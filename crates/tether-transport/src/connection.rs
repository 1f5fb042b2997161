//! Persistent WebSocket connection to the generation backend
//!
//! One `ConnectionManager` owns at most one live socket. Outbound requests
//! go through a single writer task so they hit the wire in dispatch order and
//! every request is acknowledged (or failed) explicitly. Inbound frames are
//! decoded by the reader task and fanned out to all subscribers together
//! with connection state changes, in the order they happened.

use async_trait::async_trait;
use futures::stream::{SplitSink, SplitStream};
use futures::{SinkExt, StreamExt};
use parking_lot::Mutex;
use std::sync::atomic::{AtomicU64, Ordering};
use std::sync::Arc;
use std::time::Duration;
use tether_types::{ClientRequest, ConnectionState, EngineConfig, ReconnectConfig};
use tokio::net::TcpStream;
use tokio::sync::{mpsc, oneshot, watch};
use tokio_tungstenite::tungstenite::protocol::{Message, WebSocketConfig};
use tokio_tungstenite::{connect_async_with_config, MaybeTlsStream, WebSocketStream};
use tracing::{debug, error, info, warn};

use crate::codec;
use crate::error::{Result, TransportError};
use crate::traits::{ConnectionEvent, PendingSend, Transport};

type WsStream = WebSocketStream<MaybeTlsStream<TcpStream>>;

const MAX_MESSAGE_SIZE: usize = 64 * 1024 * 1024;

enum Outbound {
    Frame {
        text: String,
        ack: oneshot::Sender<Result<()>>,
    },
    Ping,
    Close,
}

struct Writer {
    epoch: u64,
    tx: mpsc::UnboundedSender<Outbound>,
}

/// State shared between the manager and its socket tasks
struct Shared {
    state: watch::Sender<ConnectionState>,
    writer: Mutex<Option<Writer>>,
    subscribers: Mutex<Vec<mpsc::UnboundedSender<ConnectionEvent>>>,
    epoch: AtomicU64,
}

impl Shared {
    fn new() -> Self {
        let (state, _) = watch::channel(ConnectionState::Disconnected);
        Self {
            state,
            writer: Mutex::new(None),
            subscribers: Mutex::new(Vec::new()),
            epoch: AtomicU64::new(0),
        }
    }

    fn current(&self) -> ConnectionState {
        *self.state.borrow()
    }

    fn broadcast(&self, event: ConnectionEvent) {
        self.subscribers
            .lock()
            .retain(|tx| tx.send(event.clone()).is_ok());
    }

    /// Move to `next`, optionally only from `expected`
    ///
    /// The subscriber lock is held across the update so state events reach
    /// every subscriber in the order the transitions happened.
    fn transition(&self, expected: Option<ConnectionState>, next: ConnectionState) -> bool {
        let mut subscribers = self.subscribers.lock();
        let changed = self.state.send_if_modified(|state| {
            let allowed = expected.map_or(true, |e| *state == e);
            if allowed && *state != next {
                *state = next;
                true
            } else {
                false
            }
        });
        if changed {
            subscribers.retain(|tx| tx.send(ConnectionEvent::State(next)).is_ok());
        }
        changed
    }

    fn take_writer(&self, epoch: u64) -> Option<Writer> {
        let mut slot = self.writer.lock();
        match slot.as_ref() {
            Some(writer) if writer.epoch == epoch => slot.take(),
            _ => None,
        }
    }

    /// Tear down connection `epoch` if it is still the live one
    fn close_epoch(&self, epoch: u64) {
        if let Some(writer) = self.take_writer(epoch) {
            let _ = writer.tx.send(Outbound::Close);
            self.transition(None, ConnectionState::Disconnected);
            warn!(epoch, "Connection lost");
        }
    }

    fn is_current(&self, epoch: u64) -> bool {
        self.epoch.load(Ordering::SeqCst) == epoch
    }
}

/// Manages the single WebSocket connection to the backend
pub struct ConnectionManager {
    ws_url: String,
    reconnect: ReconnectConfig,
    heartbeat_interval: Duration,
    shared: Arc<Shared>,
    connect_lock: tokio::sync::Mutex<()>,
}

impl ConnectionManager {
    pub fn new(ws_url: impl Into<String>) -> Self {
        Self {
            ws_url: ws_url.into(),
            reconnect: ReconnectConfig::default(),
            heartbeat_interval: Duration::from_secs(10),
            shared: Arc::new(Shared::new()),
            connect_lock: tokio::sync::Mutex::new(()),
        }
    }

    pub fn from_config(config: &EngineConfig) -> Self {
        Self::new(config.ws_url.clone())
            .with_reconnect(config.reconnect.clone())
            .with_heartbeat_interval(config.heartbeat_interval)
    }

    pub fn with_reconnect(mut self, reconnect: ReconnectConfig) -> Self {
        self.reconnect = reconnect;
        self
    }

    pub fn with_heartbeat_interval(mut self, interval: Duration) -> Self {
        self.heartbeat_interval = interval;
        self
    }

    pub fn ws_url(&self) -> &str {
        &self.ws_url
    }

    /// Open the socket, retrying with exponential backoff
    async fn open_with_retry(&self) -> Result<WsStream> {
        let max_attempts = self.reconnect.max_attempts.max(1);
        let mut attempt = 1;

        loop {
            debug!(url = %self.ws_url, attempt, max_attempts, "Connecting");

            match connect_async_with_config(self.ws_url.as_str(), Some(ws_config()), false).await {
                Ok((stream, _)) => return Ok(stream),
                Err(e) if attempt < max_attempts => {
                    let delay = self.reconnect.backoff(attempt);
                    warn!(error = %e, ?delay, attempt, "Connection attempt failed, retrying");
                    tokio::time::sleep(delay).await;

                    if self.shared.current() != ConnectionState::Connecting {
                        return Err(TransportError::Closed);
                    }
                    attempt += 1;
                }
                Err(e) => {
                    error!(error = %e, attempts = attempt, "Giving up on connection");
                    return Err(e.into());
                }
            }
        }
    }
}

impl Drop for ConnectionManager {
    fn drop(&mut self) {
        if let Some(writer) = self.shared.writer.lock().take() {
            let _ = writer.tx.send(Outbound::Close);
        }
    }
}

#[async_trait]
impl Transport for ConnectionManager {
    async fn connect(&self) -> Result<()> {
        if self.shared.current() != ConnectionState::Disconnected {
            debug!(state = ?self.shared.current(), "connect() ignored");
            return Ok(());
        }

        let _guard = self.connect_lock.lock().await;
        if !self
            .shared
            .transition(Some(ConnectionState::Disconnected), ConnectionState::Connecting)
        {
            return Ok(());
        }

        let stream = match self.open_with_retry().await {
            Ok(stream) => stream,
            Err(e) => {
                self.shared
                    .transition(Some(ConnectionState::Connecting), ConnectionState::Disconnected);
                return Err(e);
            }
        };

        let epoch = self.shared.epoch.fetch_add(1, Ordering::SeqCst) + 1;
        let (sink, source) = stream.split();
        let (tx, rx) = mpsc::unbounded_channel();

        *self.shared.writer.lock() = Some(Writer {
            epoch,
            tx: tx.clone(),
        });

        // disconnect() may have run while the socket was opening
        if !self
            .shared
            .transition(Some(ConnectionState::Connecting), ConnectionState::Connected)
        {
            self.shared.take_writer(epoch);
            return Err(TransportError::Closed);
        }

        tokio::spawn(write_loop(sink, rx, Arc::clone(&self.shared), epoch));
        tokio::spawn(read_loop(source, Arc::clone(&self.shared), epoch));
        if !self.heartbeat_interval.is_zero() {
            tokio::spawn(heartbeat(tx, self.heartbeat_interval));
        }

        info!(url = %self.ws_url, epoch, "Connected");
        Ok(())
    }

    async fn disconnect(&self) {
        self.shared.epoch.fetch_add(1, Ordering::SeqCst);
        if let Some(writer) = self.shared.writer.lock().take() {
            let _ = writer.tx.send(Outbound::Close);
        }
        self.shared.transition(None, ConnectionState::Disconnected);
        info!("Disconnected");
    }

    fn state(&self) -> ConnectionState {
        self.shared.current()
    }

    fn subscribe(&self) -> mpsc::UnboundedReceiver<ConnectionEvent> {
        let (tx, rx) = mpsc::unbounded_channel();
        self.shared.subscribers.lock().push(tx);
        rx
    }

    fn dispatch(&self, request: ClientRequest) -> Result<PendingSend> {
        if !self.shared.current().is_connected() {
            return Err(TransportError::NotConnected);
        }

        let text = codec::encode_request(&request)?;
        let (ack_tx, ack_rx) = oneshot::channel();

        let slot = self.shared.writer.lock();
        let writer = slot.as_ref().ok_or(TransportError::NotConnected)?;
        writer
            .tx
            .send(Outbound::Frame { text, ack: ack_tx })
            .map_err(|_| TransportError::Closed)?;

        debug!(kind = request.kind(), conversation_id = ?request.conversation_id(), "Request dispatched");
        Ok(PendingSend::new(ack_rx))
    }
}

fn ws_config() -> WebSocketConfig {
    WebSocketConfig {
        max_message_size: Some(MAX_MESSAGE_SIZE),
        max_frame_size: Some(MAX_MESSAGE_SIZE),
        ..Default::default()
    }
}

async fn write_loop(
    mut sink: SplitSink<WsStream, Message>,
    mut rx: mpsc::UnboundedReceiver<Outbound>,
    shared: Arc<Shared>,
    epoch: u64,
) {
    while let Some(outbound) = rx.recv().await {
        match outbound {
            Outbound::Frame { text, ack } => {
                if let Err(e) = sink.send(Message::Text(text)).await {
                    error!(error = %e, "Write failed");
                    let _ = ack.send(Err(e.into()));
                    break;
                }
                let _ = ack.send(Ok(()));
            }
            Outbound::Ping => {
                if let Err(e) = sink.send(Message::Ping(Vec::new())).await {
                    warn!(error = %e, "Heartbeat failed");
                    break;
                }
            }
            Outbound::Close => {
                let _ = sink.close().await;
                break;
            }
        }
    }

    shared.close_epoch(epoch);

    rx.close();
    while let Ok(outbound) = rx.try_recv() {
        if let Outbound::Frame { ack, .. } = outbound {
            let _ = ack.send(Err(TransportError::Closed));
        }
    }
    debug!(epoch, "Writer task exiting");
}

async fn read_loop(mut source: SplitStream<WsStream>, shared: Arc<Shared>, epoch: u64) {
    while let Some(frame) = source.next().await {
        match frame {
            Ok(Message::Text(text)) => deliver_frame(&shared, epoch, &text),
            Ok(Message::Binary(bytes)) => match String::from_utf8(bytes) {
                Ok(text) => deliver_frame(&shared, epoch, &text),
                Err(e) => warn!(error = %e, "Dropping non UTF-8 binary frame"),
            },
            Ok(Message::Close(frame)) => {
                info!(?frame, "Backend closed the connection");
                break;
            }
            Ok(_) => {}
            Err(e) => {
                warn!(error = %e, "Read failed");
                break;
            }
        }
    }

    shared.close_epoch(epoch);
    debug!(epoch, "Reader task exiting");
}

fn deliver_frame(shared: &Shared, epoch: u64, text: &str) {
    if !shared.is_current(epoch) {
        debug!(epoch, "Dropping frame from a stale connection");
        return;
    }

    for decoded in codec::decode_frame(text) {
        match decoded {
            Ok(event) => shared.broadcast(ConnectionEvent::Server(event)),
            Err(e) => warn!(error = %e, "Failed to decode server frame"),
        }
    }
}

async fn heartbeat(tx: mpsc::UnboundedSender<Outbound>, interval: Duration) {
    let mut ticker = tokio::time::interval(interval);
    ticker.tick().await;
    loop {
        ticker.tick().await;
        if tx.send(Outbound::Ping).is_err() {
            break;
        }
    }
}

Instructions to follow - Each line from the top of the data, up to and including the line that contains "dispatch order and", should be set down exactly.

Worked solution -
filename crates/tether-transport/src/connection.rs
repository 1f5fb042b2997161
//! Persistent WebSocket connection to the generation backend
//!
//! One `ConnectionManager` owns at most one live socket. Outbound requests
//! go through a single writer task so they hit the wire in dispatch order and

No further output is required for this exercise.